At UBS, Roebuck and colleagues led the delivery of a new development and leadership strategy for the bank's top 500 leaders. They subsequently co-ordinated the strategy via the business divisions for the other 70,000 employees. This underpinned a new corporate alignment, culture and brand, improving the bottom line and the position of UBS in the global banking rankings through entrepreneurial leadership. In 2004, he was appointed global head of talent and leadership. The project at UBS progressed well with top management support and, as a result, in 2005 UBS won the title "Best Company for Leaders Europe" and the "Best New Corporate University" awards, the "Corporate University Best Practice" and "Excellence" awards in 2006/2007, and was ranked one of the top 10 best companies in Europe in 2007.

The UBS talent and leadership initiative now forms a key part of a Harvard Business School case study "UBS: Towards the Integrated Firm" on supporting strategic business change, realignment and improvement via talent and leadership activity. This case is also reviewed from the organisational culture and performance perspective.

Roebuck was part of the expert group developing the 2009 report on Employee Engagement "Engaging for Success" for the UK government to improve performance in British business. He also subsequently worked on its implementation. In 2011 he was commissioned by the King's Fund, the UKs leading health sector think tank, to deliver a report and recommendations on developing leadership in the NHS to enhance patient care for their commission to the UK government.

==Entrepreneurial leadership==
Roebuck implemented the concept of entrepreneurial leadership in the corporate world in the early 2000s by taking the behaviours of successful entrepreneurs and enabling UBS leaders to replicate them and leverage market opportunities. He did this by identifying behaviours that could be transferred to UBS leaders to enhance their entrepreneurship.

Entrepreneurial leadership is defined as “organizing a group of people to achieve a common goal using proactive entrepreneurial behavior by optimizing risk, innovating to take advantage of opportunities, taking personal responsibility and managing change within a dynamic environment for the benefit of an organization."

==Publications==

Roebuck has written books on leadership, communication and delegation. His book on "hands-on" leadership was a global bestseller, translated into 11 languages and was used as a best practice guide by the American Management Association.

He had columns in CEO and HR magazines for a number of years and has written for publications such as Health Service Journal, Governance magazine, Management Today, The Law Society Gazette, Chartered Institute of Management Accountants Magazine, and other business titles.

His work has been quoted globally, for example in the UK national press, Financial Times, The Wall Street Journal, The Washington Post, Time, Chicago Tribune, Huffington Post, Le Monde, Times of India, Vancouver Sun and more than 50 other business titles.

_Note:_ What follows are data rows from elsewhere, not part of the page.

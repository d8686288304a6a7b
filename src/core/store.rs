//! Persisted agent state and post history.
//!
//! Two JSON files live in the data directory:
//! - `state.json`: rate limiter counters and collector cursors
//! - `tweet-history.json`: append-only array of published posts
//!
//! Every save rewrites the whole file through a temp file and a rename, so a
//! crash leaves either the old or the new file, never a partial one.

use std::collections::BTreeMap;
use std::fs::{self, File, OpenOptions};
use std::io::Write;
use std::path::{Path, PathBuf};
use std::sync::{Mutex, MutexGuard};

use chrono::{DateTime, Utc};
use fs2::FileExt;
use serde::{Deserialize, Serialize};
use tempfile::NamedTempFile;
use thiserror::Error;
use tracing::{debug, warn};

use crate::domain::TweetRecord;

/// Errors from the state store
#[derive(Debug, Error)]
pub enum StoreError {
    #[error("IO error on {path}: {source}")]
    Io {
        path: PathBuf,
        #[source]
        source: std::io::Error,
    },

    #[error("Serialization error: {0}")]
    Serialization(#[from] serde_json::Error),

    #[error("Another livebuild instance holds the lock at {0}")]
    Locked(PathBuf),
}

impl StoreError {
    fn io(path: &Path, source: std::io::Error) -> Self {
        Self::Io {
            path: path.to_path_buf(),
            source,
        }
    }
}

/// Everything the agent remembers across restarts
#[derive(Debug, Clone, PartialEq, Serialize, Deserialize)]
#[serde(rename_all = "camelCase", default)]
pub struct AppState {
    /// When the last post went out
    #[serde(alias = "lastTweetTimestamp")]
    pub last_publish_at: Option<DateTime<Utc>>,

    /// Posts since `hour_reset_at` was last advanced
    #[serde(alias = "tweetsPostedThisHour")]
    pub published_this_hour: u32,

    /// Next hourly boundary
    pub hour_reset_at: DateTime<Utc>,

    /// Posts since `day_reset_at` was last advanced
    #[serde(alias = "tweetsPostedToday")]
    pub published_today: u32,

    /// Next daily boundary (local midnight)
    pub day_reset_at: DateTime<Utc>,

    /// Start time for the next capture API query
    #[serde(alias = "lastScreenpipePoll")]
    pub last_screen_poll_at: Option<DateTime<Utc>>,

    /// Assistant session log path -> non-empty lines already consumed
    #[serde(alias = "lastClaudeEventOffset")]
    pub assistant_log_offsets: BTreeMap<String, usize>,

    /// Repository path -> newest commit hash already emitted
    #[serde(alias = "lastGitCommit")]
    pub last_seen_commits: BTreeMap<String, String>,

    /// Post id new posts reply to
    pub current_thread_id: Option<String>,
}

impl Default for AppState {
    fn default() -> Self {
        // Epoch reset timestamps force a reset on first use
        Self {
            last_publish_at: None,
            published_this_hour: 0,
            hour_reset_at: DateTime::<Utc>::default(),
            published_today: 0,
            day_reset_at: DateTime::<Utc>::default(),
            last_screen_poll_at: None,
            assistant_log_offsets: BTreeMap::new(),
            last_seen_commits: BTreeMap::new(),
            current_thread_id: None,
        }
    }
}

/// Load/save interface over the agent's persisted state.
///
/// `update_state` is an atomic read-modify-write: no other update through the
/// same store interleaves with it.
pub trait StateStore: Send + Sync {
    /// Read the current state
    fn load_state(&self) -> Result<AppState, StoreError>;

    /// Apply `apply` to the current state, persist, and return the new state
    fn update_state(&self, apply: &mut dyn FnMut(&mut AppState)) -> Result<AppState, StoreError>;

    /// Read the whole post history, oldest first
    fn load_history(&self) -> Result<Vec<TweetRecord>, StoreError>;

    /// Append one record to the post history
    fn append_history(&self, record: TweetRecord) -> Result<(), StoreError>;

    /// The last `count` records, oldest first
    fn recent_history(&self, count: usize) -> Result<Vec<TweetRecord>, StoreError> {
        let history = self.load_history()?;
        let skip = history.len().saturating_sub(count);
        Ok(history.into_iter().skip(skip).collect())
    }
}

/// File-backed store in the agent's data directory
pub struct JsonFileStore {
    state_path: PathBuf,
    history_path: PathBuf,
    lock: Mutex<()>,
}

impl JsonFileStore {
    /// Open a store in `data_dir`, creating the directory if needed
    pub fn open(data_dir: &Path) -> Result<Self, StoreError> {
        fs::create_dir_all(data_dir).map_err(|e| StoreError::io(data_dir, e))?;
        Ok(Self::with_paths(
            data_dir.join(crate::config::paths::STATE_FILE),
            data_dir.join(crate::config::paths::HISTORY_FILE),
        ))
    }

    /// Use explicit file locations
    pub fn with_paths(state_path: PathBuf, history_path: PathBuf) -> Self {
        Self {
            state_path,
            history_path,
            lock: Mutex::new(()),
        }
    }

    pub fn state_path(&self) -> &Path {
        &self.state_path
    }

    pub fn history_path(&self) -> &Path {
        &self.history_path
    }

    fn guard(&self) -> MutexGuard<'_, ()> {
        self.lock.lock().unwrap_or_else(|poisoned| poisoned.into_inner())
    }

    fn read_state(&self) -> Result<AppState, StoreError> {
        if !self.state_path.exists() {
            return Ok(AppState::default());
        }

        let raw = fs::read_to_string(&self.state_path)
            .map_err(|e| StoreError::io(&self.state_path, e))?;

        match serde_json::from_str(&raw) {
            Ok(state) => Ok(state),
            Err(e) => {
                warn!(
                    path = %self.state_path.display(),
                    error = %e,
                    "Failed to parse state, using defaults"
                );
                Ok(AppState::default())
            }
        }
    }

    fn read_history(&self) -> Result<Vec<TweetRecord>, StoreError> {
        if !self.history_path.exists() {
            return Ok(Vec::new());
        }

        let raw = fs::read_to_string(&self.history_path)
            .map_err(|e| StoreError::io(&self.history_path, e))?;

        match serde_json::from_str(&raw) {
            Ok(history) => Ok(history),
            Err(e) => {
                warn!(
                    path = %self.history_path.display(),
                    error = %e,
                    "Failed to parse post history, treating as empty"
                );
                Ok(Vec::new())
            }
        }
    }
}

impl StateStore for JsonFileStore {
    fn load_state(&self) -> Result<AppState, StoreError> {
        let _guard = self.guard();
        self.read_state()
    }

    fn update_state(&self, apply: &mut dyn FnMut(&mut AppState)) -> Result<AppState, StoreError> {
        let _guard = self.guard();
        let mut state = self.read_state()?;
        apply(&mut state);
        write_json_atomic(&self.state_path, &state)?;
        Ok(state)
    }

    fn load_history(&self) -> Result<Vec<TweetRecord>, StoreError> {
        let _guard = self.guard();
        self.read_history()
    }

    fn append_history(&self, record: TweetRecord) -> Result<(), StoreError> {
        let _guard = self.guard();
        let mut history = self.read_history()?;
        debug!(id = %record.id, total = history.len() + 1, "Appending post to history");
        history.push(record);
        write_json_atomic(&self.history_path, &history)
    }
}

/// In-memory store for tests and one-off runs
#[derive(Default)]
pub struct MemoryStore {
    state: Mutex<AppState>,
    history: Mutex<Vec<TweetRecord>>,
}

impl MemoryStore {
    pub fn new() -> Self {
        Self::default()
    }

    pub fn with_state(state: AppState) -> Self {
        Self {
            state: Mutex::new(state),
            history: Mutex::new(Vec::new()),
        }
    }
}

impl StateStore for MemoryStore {
    fn load_state(&self) -> Result<AppState, StoreError> {
        Ok(self
            .state
            .lock()
            .unwrap_or_else(|poisoned| poisoned.into_inner())
            .clone())
    }

    fn update_state(&self, apply: &mut dyn FnMut(&mut AppState)) -> Result<AppState, StoreError> {
        let mut state = self
            .state
            .lock()
            .unwrap_or_else(|poisoned| poisoned.into_inner());
        apply(&mut *state);
        Ok(state.clone())
    }

    fn load_history(&self) -> Result<Vec<TweetRecord>, StoreError> {
        Ok(self
            .history
            .lock()
            .unwrap_or_else(|poisoned| poisoned.into_inner())
            .clone())
    }

    fn append_history(&self, record: TweetRecord) -> Result<(), StoreError> {
        self.history
            .lock()
            .unwrap_or_else(|poisoned| poisoned.into_inner())
            .push(record);
        Ok(())
    }
}

/// Write pretty JSON to `path` via a sibling temp file and a rename
fn write_json_atomic<T: Serialize>(path: &Path, value: &T) -> Result<(), StoreError> {
    let dir = path
        .parent()
        .filter(|p| !p.as_os_str().is_empty())
        .unwrap_or_else(|| Path::new("."));
    fs::create_dir_all(dir).map_err(|e| StoreError::io(dir, e))?;

    let json = serde_json::to_vec_pretty(value)?;

    let mut tmp = NamedTempFile::new_in(dir).map_err(|e| StoreError::io(dir, e))?;
    tmp.write_all(&json).map_err(|e| StoreError::io(tmp.path(), e))?;
    tmp.as_file()
        .sync_all()
        .map_err(|e| StoreError::io(path, e))?;
    tmp.persist(path).map_err(|e| StoreError::io(path, e.error))?;

    Ok(())
}

/// Exclusive lock on the data directory, held for the life of the agent.
///
/// Two agents writing the same state files would corrupt each other's
/// counters; the second one fails to start instead.
pub struct InstanceLock {
    file: File,
    path: PathBuf,
}

impl InstanceLock {
    /// Take the lock or fail with [`StoreError::Locked`]
    pub fn acquire(path: &Path) -> Result<Self, StoreError> {
        if let Some(parent) = path.parent() {
            fs::create_dir_all(parent).map_err(|e| StoreError::io(parent, e))?;
        }

        let file = OpenOptions::new()
            .create(true)
            .truncate(false)
            .write(true)
            .open(path)
            .map_err(|e| StoreError::io(path, e))?;

        file.try_lock_exclusive()
            .map_err(|_| StoreError::Locked(path.to_path_buf()))?;

        Ok(Self {
            file,
            path: path.to_path_buf(),
        })
    }

    pub fn path(&self) -> &Path {
        &self.path
    }
}

impl Drop for InstanceLock {
    fn drop(&mut self) {
        let _ = FileExt::unlock(&self.file);
    }
}

#[cfg(test)]
mod tests {
    use super::*;
    use tempfile::TempDir;

    fn record(id: &str) -> TweetRecord {
        TweetRecord {
            id: id.to_string(),
            text: format!("post {}", id),
            timestamp: Utc::now(),
            topic: "testing".to_string(),
            thread_id: None,
            media_url: None,
        }
    }

    #[test]
    fn test_missing_files_give_defaults() {
        let temp = TempDir::new().unwrap();
        let store = JsonFileStore::open(temp.path()).unwrap();

        assert_eq!(store.load_state().unwrap(), AppState::default());
        assert!(store.load_history().unwrap().is_empty());
    }

    #[test]
    fn test_update_state_persists() {
        let temp = TempDir::new().unwrap();
        let store = JsonFileStore::open(temp.path()).unwrap();

        store
            .update_state(&mut |s| {
                s.published_today = 4;
                s.last_seen_commits
                    .insert("/repos/x".to_string(), "abc123".to_string());
            })
            .unwrap();

        let reopened = JsonFileStore::open(temp.path()).unwrap();
        let state = reopened.load_state().unwrap();
        assert_eq!(state.published_today, 4);
        assert_eq!(state.last_seen_commits.get("/repos/x").unwrap(), "abc123");
    }

    #[test]
    fn test_corrupt_state_falls_back_to_defaults() {
        let temp = TempDir::new().unwrap();
        let store = JsonFileStore::open(temp.path()).unwrap();
        std::fs::write(store.state_path(), "{ not json").unwrap();

        assert_eq!(store.load_state().unwrap(), AppState::default());
    }

    #[test]
    fn test_partial_state_merges_with_defaults() {
        let temp = TempDir::new().unwrap();
        let store = JsonFileStore::open(temp.path()).unwrap();
        std::fs::write(
            store.state_path(),
            r#"{"tweetsPostedToday": 2, "currentThreadId": "99"}"#,
        )
        .unwrap();

        let state = store.load_state().unwrap();
        assert_eq!(state.published_today, 2);
        assert_eq!(state.current_thread_id.as_deref(), Some("99"));
        assert!(state.assistant_log_offsets.is_empty());
    }

    #[test]
    fn test_history_append_and_recent() {
        let temp = TempDir::new().unwrap();
        let store = JsonFileStore::open(temp.path()).unwrap();

        for i in 0..5 {
            store.append_history(record(&i.to_string())).unwrap();
        }

        let recent = store.recent_history(2).unwrap();
        let ids: Vec<&str> = recent.iter().map(|r| r.id.as_str()).collect();
        assert_eq!(ids, vec!["3", "4"]);
        assert_eq!(store.recent_history(10).unwrap().len(), 5);

        let raw = std::fs::read_to_string(store.history_path()).unwrap();
        let parsed: Vec<TweetRecord> = serde_json::from_str(&raw).unwrap();
        assert_eq!(parsed.len(), 5);
    }

    #[test]
    fn test_instance_lock_is_exclusive() {
        let temp = TempDir::new().unwrap();
        let path = temp.path().join("livebuild.lock");

        let first = InstanceLock::acquire(&path).unwrap();
        assert!(matches!(
            InstanceLock::acquire(&path),
            Err(StoreError::Locked(_))
        ));

        drop(first);
        assert!(InstanceLock::acquire(&path).is_ok());
    }
}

In May 2014, Roebuck published a combined guide to both organisational and individual leadership introducing a new model of leadership in his new book Lead to Succeed - The Only Leadership Book You Need.

==Honours==
In December 2011, Roebuck became a Freeman of the City of London. In March 2018 he was awarded Companionship of the Chartered Management Institute in recognition of his work developing business leadership.